------ Available data

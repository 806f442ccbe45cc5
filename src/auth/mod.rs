// Authentication module
// Identity session lifecycle, the OIDC redirect flow and persisted state

mod manager;
mod oidc;
mod pkce;
mod provider;
mod renewal;
mod storage;
mod types;

#[cfg(test)]
pub(crate) mod testing;

pub use manager::{SessionManager, SessionSettings};
pub use oidc::{decode_id_token_claims, OidcClient, OidcSettings};
pub use provider::{IdentityProvider, LogNavigator, Navigator};
pub use storage::{MemoryStore, SessionStore, SqliteStore};
pub use types::{
    Profile, ProviderMetadata, RedirectKind, RedirectPhase, RedirectResponse, Session,
    SigninState, User,
};
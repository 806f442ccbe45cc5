// Background silent renewal

use std::sync::Weak;
use std::time::Duration;
use tokio::task::JoinHandle;
use tokio::time::MissedTickBehavior;

use super::manager::Inner;
use crate::error::RenewError;

/// What a renewal check did
#[derive(Debug, Clone, Copy, PartialEq, Eq)]
pub(super) enum RenewOutcome {
    NoSession,
    NotNeeded,
    Renewed,
    /// Renewal failed transiently, existing token still valid
    Kept,
    /// Session was replaced or removed while the renewal was in flight
    Superseded,
    Terminated,
}

/// Spawn the renewal loop; it stops once the manager is dropped
pub(super) fn spawn(inner: Weak<Inner>, check_interval: Duration) -> JoinHandle<()> {
    tokio::spawn(async move {
        let mut ticker = tokio::time::interval(check_interval);
        ticker.set_missed_tick_behavior(MissedTickBehavior::Delay);

        loop {
            ticker.tick().await;
            let Some(inner) = inner.upgrade() else {
                break;
            };
            renew_if_needed(&inner).await;
        }

        tracing::debug!("Renewal task stopped");
    })
}

/// Renew the current user if its token expires within the threshold
pub(super) async fn renew_if_needed(inner: &Inner) -> RenewOutcome {
    let user = match inner.provider.get_current_user().await {
        Ok(Some(user)) => user,
        Ok(None) => return RenewOutcome::NoSession,
        Err(e) => {
            tracing::warn!("Renewal check could not read session state: {:#}", e);
            return RenewOutcome::NoSession;
        }
    };

    if !user.expires_within(inner.settings.renew_threshold) {
        return RenewOutcome::NotNeeded;
    }

    tracing::debug!(
        "Access token expires at {}, renewing...",
        user.expires_at.to_rfc3339()
    );

    match inner.provider.renew(&user).await {
        Ok(renewed) => {
            if inner.replace_user(&user.access_token, &renewed).await {
                RenewOutcome::Renewed
            } else {
                RenewOutcome::Superseded
            }
        }
        Err(RenewError::Transient(e)) if !user.is_expired() => {
            tracing::warn!(
                "Using existing token despite renewal failure (not yet expired): {:#}",
                e
            );
            RenewOutcome::Kept
        }
        Err(e) => {
            tracing::error!("Silent renewal failed, ending session: {}", e);
            if inner.discard_user(&user.access_token).await {
                RenewOutcome::Terminated
            } else {
                RenewOutcome::Superseded
            }
        }
    }
}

------------

_What is expected_:
Look at the records above. Copy every line where the string "Terminated" occurs.

_Answer_:
    Terminated,
                RenewOutcome::Terminated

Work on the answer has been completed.